Organization: Women for Women International
Organization Size: Approximately 70 DC/stateside employees; more than 100 field staff employees in eight countries in Africa, the Balkans and the Middle East
Name: Lauren Shopp || firstname.lastname@example.org
Title: Multimedia/Online Coordinator
1. What was the very first social media tool your organization utilized, and when?
The first social networking tool the organization utilized was MySpace is 2007. Following that, Women for Women International moved on WordPress, Facebook, YouTube and Twitter throughout 2008-2010.
2. What social media tools are you currently utilizing? Which tool has been surprisingly useful in getting out the word about your organization and its programs?
Facebook, YouTube, Twitter and the Notes from the Field WordPress blog. Each tool is useful in its own way—the blog helps spread stories about the field from staff and supporters who travel to our country offices, Twitter helps disseminate information about current events and policy issues and Facebook is a great way to promote fundraising efforts and connect supporters—the tool with the most bang for its buck is Facebook, for sheer size alone. We currently have nearly 50,000 Facebook fans and posting there helps us reach the most people, though the focus of how we’re using Facebook is changing (more on that below).
3. Who maintains your social media campaigns? Are they paid, full-time, part-time?
That would be me! I am full-time and paid, though, like everyone else in the non-profit world, my time/resources are limited, so I don’t get to do social media strategy/long-term planning all day long.
4. Are you tracking Return on Investment (ROI), and how? Please summarize your ROI.
One of my goals for 2011 is to better track the amount of time I spend on social media posting, planning, etc, and measuring that against actual engagement, as measured by: donations (via special source codes) and engagement (comments, reTweets, etc). Because Women for Women International has an engaged and vocal online supporter base, I am lucky that my time investment usually pays off.
5. Of all the mass communications tools your organization is using (website e-newsletters, social networking sites, mobile), which is resulting in the most online dollars being raised (directly or indirectly)?
Definitely the e-newsletter; our first e-newsletter in 2008 resulted in hundreds of responses and donations, though we have seen some donation activity on Facebook through special source codes tied to campaigns.
6. Did you experience resistance from higher ups in the organization initially utilizing about social media, or were they supportive?
I am very lucky to work at an organization that values social media, and have never received push-back regarding investing my time and efforts there. If anything, I have been encouraged to develop a solid social media strategy with help from our Director of Marketing, as well as continued support from my fellow marketing staff here. No one at the organization is unsupportive of social media; if anything, they may not be as informed as to why it is important or how we use it, but thankfully that is usually easily explained.

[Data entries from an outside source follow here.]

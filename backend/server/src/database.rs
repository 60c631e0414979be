//! # SQLite
//!
//! Durable store for the four engagement record kinds.
//!
//! ## Requirements
//!
//! - Append-only records, tagged with the candidate slug
//! - Check-and-append must be atomic per visitor identity
//! - Aggregates over a few hundred thousand rows per candidate
//!
//! ## Implementation
//!
//! - One table per record kind, `tenant` first in every index
//! - `day` (UTC, `YYYY-MM-DD`) stored next to the timestamp so daily windows
//!   are plain string comparisons
//! - Poll votes: unique index on (tenant, page, poll_id, identity), the
//!   database itself rejects a second vote
//! - Feedback and unique quiz answers: `BEGIN IMMEDIATE`, count, insert
//! - WAL so dashboard reads do not block visitors
use std::{path::Path, time::Duration};

use rusqlite::Connection;

const BUSY_TIMEOUT: Duration = Duration::from_secs(5);

pub const SCHEMA: &str = r#"
CREATE TABLE IF NOT EXISTS visits (
    id          INTEGER PRIMARY KEY AUTOINCREMENT,
    ts          TEXT    NOT NULL,
    day         TEXT    NOT NULL,
    tenant      TEXT    NOT NULL,
    page        TEXT    NOT NULL,
    city        TEXT    NOT NULL DEFAULT 'unknown',
    region      TEXT    NOT NULL DEFAULT 'unknown',
    country     TEXT    NOT NULL DEFAULT 'unknown',
    identity    TEXT    NOT NULL,
    user_agent  TEXT    NOT NULL DEFAULT '',
    referrer    TEXT
);

CREATE TABLE IF NOT EXISTS poll_votes (
    id          INTEGER PRIMARY KEY AUTOINCREMENT,
    ts          TEXT    NOT NULL,
    day         TEXT    NOT NULL,
    tenant      TEXT    NOT NULL,
    page        TEXT    NOT NULL,
    poll_id     TEXT    NOT NULL,
    option      TEXT    NOT NULL,
    city        TEXT    NOT NULL DEFAULT 'unknown',
    region      TEXT    NOT NULL DEFAULT 'unknown',
    country     TEXT    NOT NULL DEFAULT 'unknown',
    identity    TEXT    NOT NULL
);

CREATE TABLE IF NOT EXISTS quiz_answers (
    id          INTEGER PRIMARY KEY AUTOINCREMENT,
    ts          TEXT    NOT NULL,
    day         TEXT    NOT NULL,
    tenant      TEXT    NOT NULL,
    page        TEXT    NOT NULL,
    quiz_id     TEXT    NOT NULL,
    option      TEXT    NOT NULL,
    is_correct  INTEGER NOT NULL DEFAULT 0,
    city        TEXT    NOT NULL DEFAULT 'unknown',
    region      TEXT    NOT NULL DEFAULT 'unknown',
    country     TEXT    NOT NULL DEFAULT 'unknown',
    identity    TEXT    NOT NULL
);

CREATE TABLE IF NOT EXISTS feedback (
    id          INTEGER PRIMARY KEY AUTOINCREMENT,
    ts          TEXT    NOT NULL,
    day         TEXT    NOT NULL,
    tenant      TEXT    NOT NULL,
    page        TEXT    NOT NULL,
    message     TEXT    NOT NULL,
    city        TEXT    NOT NULL DEFAULT 'unknown',
    region      TEXT    NOT NULL DEFAULT 'unknown',
    country     TEXT    NOT NULL DEFAULT 'unknown',
    identity    TEXT    NOT NULL
);

CREATE INDEX IF NOT EXISTS idx_visits_tenant_day     ON visits(tenant, day);
CREATE INDEX IF NOT EXISTS idx_visits_tenant_page    ON visits(tenant, page);
CREATE UNIQUE INDEX IF NOT EXISTS idx_poll_once      ON poll_votes(tenant, page, poll_id, identity);
CREATE INDEX IF NOT EXISTS idx_quiz_tenant_quiz ON quiz_answers(tenant, page, quiz_id, identity);
CREATE INDEX IF NOT EXISTS idx_feedback_tenant_ident ON feedback(tenant, identity, day);
CREATE INDEX IF NOT EXISTS idx_feedback_tenant_day   ON feedback(tenant, day);
"#;

pub const TABLES: [&str; 4] = ["visits", "poll_votes", "quiz_answers", "feedback"];

pub fn init_sqlite(path: &Path) -> rusqlite::Result<Connection> {
    let connection = Connection::open(path)?;

    connection.query_row("PRAGMA journal_mode=WAL", [], |_| Ok(()))?;
    prepare(&connection)?;

    Ok(connection)
}

pub fn init_sqlite_in_memory() -> rusqlite::Result<Connection> {
    let connection = Connection::open_in_memory()?;
    prepare(&connection)?;

    Ok(connection)
}

fn prepare(connection: &Connection) -> rusqlite::Result<()> {
    connection.busy_timeout(BUSY_TIMEOUT)?;
    connection.execute_batch(SCHEMA)
}
#[derive(Debug, Clone, PartialEq, Eq)]
pub enum Scope {
    Tenant(String),
    All,
}

impl Scope {
    pub fn tenant(slug: &str) -> Self {
        Scope::Tenant(slug.to_string())
    }

    pub(crate) fn slug(&self) -> Option<&str> {
        match self {
            Scope::Tenant(slug) => Some(slug),
            Scope::All => None,
        }
    }
}

/// Fields every record kind carries.
#[derive(Debug, Clone)]
pub struct Stamp {
    pub at: DateTime<Utc>,
    pub tenant: String,
    pub page: String,
    pub location: Location,
    pub identity: PseudoIdentity,
}

impl Stamp {
    pub fn day(&self) -> NaiveDate {
        self.at.date_naive()
    }

    fn ts(&self) -> String {
        self.at.to_rfc3339_opts(SecondsFormat::Secs, true)
    }
}

pub fn day_key(day: NaiveDate) -> String {
    day.format("%Y-%m-%d").to_string()
}

#[derive(Debug, Clone)]
pub struct VisitRecord {
    pub stamp: Stamp,
    pub user_agent: String,
    pub referrer: Option<String>,
}

#[derive(Debug, Clone)]
pub struct PollVoteRecord {
    pub stamp: Stamp,
    pub poll_id: String,
    pub option: String,
}

#[derive(Debug, Clone)]
pub struct QuizAnswerRecord {
    pub stamp: Stamp,
    pub quiz_id: String,
    pub option: String,
    pub is_correct: bool,
}

#[derive(Debug, Clone)]
pub struct FeedbackRecord {
    pub stamp: Stamp,
    pub message: String,
}

#[derive(Debug, Clone, Copy, Default, PartialEq, Eq, Serialize)]
pub struct ResetCounts {
    pub visits: usize,
    pub poll_votes: usize,
    pub quiz_answers: usize,
    pub feedback: usize,
}

#[derive(Clone)]
pub struct Ledger {
    conn: Arc<Mutex<Connection>>,
}
//! # Geolocation
//!
//! Coarse city/region/country lookup against a local MaxMind GeoLite2-City
//! database. No network calls, no retained addresses.
//!
//! Location is enrichment only: every failure (no database, private address,
//! garbage input, address not in the database) resolves to
//! `unknown/unknown/unknown` instead of an error.
//!
//! The platform admin can drop a new `.mmdb` file in place and trigger
//! [`Geolocator::reload`]. Lookups clone the current `Arc` under a short read
//! lock and finish on that snapshot, so a swap never tears a lookup.
use std::{
    collections::HashMap,
    net::IpAddr,
    path::PathBuf,
    sync::{Arc, PoisonError, RwLock},
};

use maxminddb::{MaxMindDBError, Reader, geoip2};
use serde::Serialize;
use thiserror::Error;
use tracing::{info, warn};

pub const UNKNOWN: &str = "unknown";
const LOCALE: &str = "en";

#[derive(Debug, Clone, PartialEq, Eq, Serialize)]
pub struct Location {
    pub city: String,
    pub region: String,
    pub country: String,
}

impl Location {
    pub fn new(city: &str, region: &str, country: &str) -> Self {
        Self {
            city: city.to_string(),
            region: region.to_string(),
            country: country.to_string(),
        }
    }

    pub fn unknown() -> Self {
        Self::new(UNKNOWN, UNKNOWN, UNKNOWN)
    }
}

impl Default for Location {
    fn default() -> Self {
        Self::unknown()
    }
}

pub trait GeoSource: Send + Sync {
    fn lookup(&self, address: IpAddr) -> Option<Location>;
}

pub struct MaxMindSource {
    reader: Reader<Vec<u8>>,
}

impl MaxMindSource {
    pub fn open(path: &std::path::Path) -> Result<Self, MaxMindDBError> {
        Ok(Self {
            reader: Reader::open_readfile(path)?,
        })
    }
}

impl GeoSource for MaxMindSource {
    fn lookup(&self, address: IpAddr) -> Option<Location> {
        let record: geoip2::City = self.reader.lookup(address).ok()?;

        let city = record.city.and_then(|c| name(c.names));
        let region = record
            .subdivisions
            .and_then(|subdivisions| subdivisions.into_iter().last())
            .and_then(|s| name(s.names));
        let country = record.country.and_then(|c| name(c.names));

        Some(Location::new(
            city.unwrap_or(UNKNOWN),
            region.unwrap_or(UNKNOWN),
            country.unwrap_or(UNKNOWN),
        ))
    }
}

fn name<'a>(names: Option<std::collections::BTreeMap<&'a str, &'a str>>) -> Option<&'a str> {
    names?.get(LOCALE).copied().filter(|n| !n.is_empty())
}

/// Fixed address table, for installations without a GeoLite2 licence and
/// for tests.
#[derive(Debug, Default)]
pub struct TableSource {
    entries: HashMap<IpAddr, Location>,
}

impl TableSource {
    pub fn new() -> Self {
        Self::default()
    }

    pub fn with(mut self, address: IpAddr, location: Location) -> Self {
        self.entries.insert(address, location);
        self
    }
}

impl GeoSource for TableSource {
    fn lookup(&self, address: IpAddr) -> Option<Location> {
        self.entries.get(&address).cloned()
    }
}

#[derive(Error, Debug)]
#[error("Failed to open geolocation database {path}: {source}")]
pub struct GeoError {
    path: String,
    source: MaxMindDBError,
}

type Snapshot = Option<Arc<dyn GeoSource>>;

pub struct Geolocator {
    source: RwLock<Snapshot>,
    path: Option<PathBuf>,
}

impl Geolocator {
    pub fn disabled() -> Self {
        Self {
            source: RwLock::new(None),
            path: None,
        }
    }

    pub fn with_source(source: impl GeoSource + 'static) -> Self {
        Self {
            source: RwLock::new(Some(Arc::new(source))),
            path: None,
        }
    }

    /// Missing or unreadable files start the geolocator in degraded mode.
    pub fn open(path: impl Into<PathBuf>) -> Self {
        let geolocator = Self {
            source: RwLock::new(None),
            path: Some(path.into()),
        };

        if let Err(e) = geolocator.reload() {
            warn!("{e}, locations will be unknown");
        }

        geolocator
    }

    pub fn is_loaded(&self) -> bool {
        self.snapshot().is_some()
    }

    pub fn resolve(&self, raw_address: &str) -> Location {
        let Ok(address) = raw_address.trim().parse::<IpAddr>() else {
            return Location::unknown();
        };

        if !is_public(address) {
            return Location::unknown();
        }

        self.snapshot()
            .and_then(|source| source.lookup(address))
            .unwrap_or_default()
    }

    pub fn replace(&self, source: Option<Arc<dyn GeoSource>>) {
        *self.source.write().unwrap_or_else(PoisonError::into_inner) = source;
    }

    /// Re-reads the database file.
    ///
    /// `Ok(false)` when the file does not exist (degraded mode). On a file
    /// that exists but cannot be opened the current snapshot is kept.
    pub fn reload(&self) -> Result<bool, GeoError> {
        let Some(path) = &self.path else {
            return Ok(self.is_loaded());
        };

        if !path.exists() {
            info!("No geolocation database at {}", path.display());
            self.replace(None);
            return Ok(false);
        }

        let source = MaxMindSource::open(path).map_err(|source| GeoError {
            path: path.display().to_string(),
            source,
        })?;

        self.replace(Some(Arc::new(source)));
        info!("Loaded geolocation database {}", path.display());

        Ok(true)
    }

    fn snapshot(&self) -> Snapshot {
        self.source
            .read()
            .unwrap_or_else(PoisonError::into_inner)
            .clone()
    }
}

fn is_public(address: IpAddr) -> bool {
    match address {
        IpAddr::V4(v4) => {
            !(v4.is_private()
                || v4.is_loopback()
                || v4.is_link_local()
                || v4.is_unspecified()
                || v4.is_broadcast())
        }
        IpAddr::V6(v6) => {
            if let Some(v4) = v6.to_ipv4_mapped() {
                return is_public(IpAddr::V4(v4));
            }

            let first = v6.segments()[0];
            let unique_local = first & 0xfe00 == 0xfc00;
            let link_local = first & 0xffc0 == 0xfe80;

            !(v6.is_loopback() || v6.is_unspecified() || unique_local || link_local)
        }
    }
}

7. What the best piece of advice you could offer nonprofits about social media, and online communications in general?
Never underestimate how much time you will put into social media! I developed a full-scale social media campaign that required daily posting for summer 2010 and didn’t even come close to posting every day.
8. Are you currently investing resources in mobile marketing i.e, a mobile website, texting, mobile Apps, text-to-give, etc.?
We are investigating mobile solutions in 2011; fingers crossed that it goes through, as I think mobile is insanely important for the non-profit world right now.
9. What do you think are the most important skills necessary in a social media practitioner?
Patience, flexibility, creativity and a willingness to go against your gut instinct. Patience for dealing with any push-back or lack of understanding/constantly explaining what you do; flexibility for derailing plans and adapting to breaking news or other important announcements; creativity for getting the attention of an increasingly distracted/overstimulated online audience; and willingness to go against your gut instinct because, as I’ve learned, I usually don’t know what my users want—I can make very educated guesses, but ultimately, my job is to shut up and listen to them.
10. What is on your To Do List for 2011?
I just finished the Women for Women International social media strategy for 2011 today, actually. A lot of my to-do’s for next year regard sharing more of the amazing media assets we receive from HQ staffers who travel to the field, engaging our supporters by encouraging them to share their stories of sponsoring a woman through our programs and improving the way we share information about policy issues and current events. Though many of the countries we work in are talked about in the news (DR Congo, Iraq, Afghanistan, Sudan), some aren’t as well-known (Bosnia and Herzegovina, Kosovo, Nigeria) and we often need to explain why operating in these countries is important. Overall, I want to make sure that we’re showing our supporters what we do and then opening up the stage for them to discuss.
11. Anything else?
I feel very lucky to work in a field I enjoy at an organization whose mission I support and who encourages the voices of everyone to be heard—our staff, our supporters and the women in our programs. That is the essence/purpose of social media to me: sharing our stories or experiences in hopes that someone else will relate, reach out or spread the word.